3. If the pharisee offers us an example of precisely what not to do, then the next man we meet in the parable, the tax collector, offers us an example of precisely what to do. The tax collector is, in nearly every way, set in contrast to the pharisee. He stands far off. He won’t lift his eyes up to heaven out of shame for his sinfulness. He beats his breast as a sign of penitence. And his prayer is strikingly humble:

“God, be merciful to me, a sinner!” (Luke 18:13c).

Everything about this tax collector was humble. He recognized his sin and that his very presence in the Temple of God was an offense to the Lord’s holiness. But yet he was there. He knew that the sacrifices which were offered in that place made propitiation for his sin. It was not his merits or works which gave him the right to stand before God and pray to him. Everything that this tax collector brought in and of himself was offensive to God. And yet, in his great mercy, the Lord offers forgiveness to those who trust in him:

“…the one who humbles himself will be exalted” (Luke 18:14b).

And so, our Lord says of the tax collector:

“I tell you, this man went down to his house justified, rather than the other” (Luke 18:14a).

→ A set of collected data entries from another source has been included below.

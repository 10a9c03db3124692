// Security event logging

use tracing::{info, warn};

use crate::auth::token::TokenFingerprint;
use crate::core::errors::GateError;

/// Gate outcome worth an audit line
#[derive(Debug, Clone)]
pub enum GateEvent {
    Forwarded { subject: String, role: String },
    Rejected { reason: GateError },
}

/// Where the request came from
#[derive(Debug, Clone, Default)]
pub struct RequestOrigin {
    pub path: String,
    pub ip_address: Option<String>,
    pub user_agent: Option<String>,
}

/// Audit logger for gate decisions
///
/// Emits structured `tracing` events only. Tokens are reduced to their
/// fingerprint before they reach a log line.
#[derive(Debug, Clone, Default)]
pub struct AuditLogger;

impl AuditLogger {
    pub fn new() -> Self {
        Self
    }

    pub fn log_gate_event(
        &self,
        event: &GateEvent,
        fingerprint: Option<&TokenFingerprint>,
        origin: &RequestOrigin,
    ) {
        let fingerprint = fingerprint.map(|f| f.as_str());
        match event {
            GateEvent::Forwarded { subject, role } => {
                info!(
                    token_fingerprint = ?fingerprint,
                    subject = %subject,
                    role = %role,
                    path = %origin.path,
                    ip_address = ?origin.ip_address,
                    user_agent = ?origin.user_agent,
                    "Request authorized"
                );
            }
            GateEvent::Rejected { reason } => {
                warn!(
                    token_fingerprint = ?fingerprint,
                    status = reason.status_code(),
                    reason = %reason,
                    path = %origin.path,
                    ip_address = ?origin.ip_address,
                    user_agent = ?origin.user_agent,
                    "Request rejected by gate"
                );
            }
        }
    }
}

See, it is only by humbly trusting in Christ and his great mercy that we find eternal salvation. Christ offered himself unto death in our place so that eternal salvation from death can be ours. As Philippians 2 tells us, our Lord accepted the greatest reversal of all. He humbly took on the weight of your sin and mine so that he could suffer what we deserved. He offers us salvation from death—exactly what we humans are searching for. And yet, in our prideful arrogance we too often dismiss our Lord’s gift, arrogantly seeking on our own what he offers us freely. But, as Martin Luther famously said in his Heidelberg Disputation: “It is certain that man must utterly despair of his own ability before he is prepared to receive the grace of Christ.”

Like the tax collector, it is by humble faith in our Lord Jesus’ atoning death on the cross alone that you and I go down to our homes justified. For:

“…the one who humbles himself will be exalted” (Luke 18:14b).

May God grant this same mind of humility and faith to us for Christ’s sake.

In the name of Jesus. Amen.

The peace of God, which passes all understanding, keep your hearts and minds in Christ Jesus. Amen.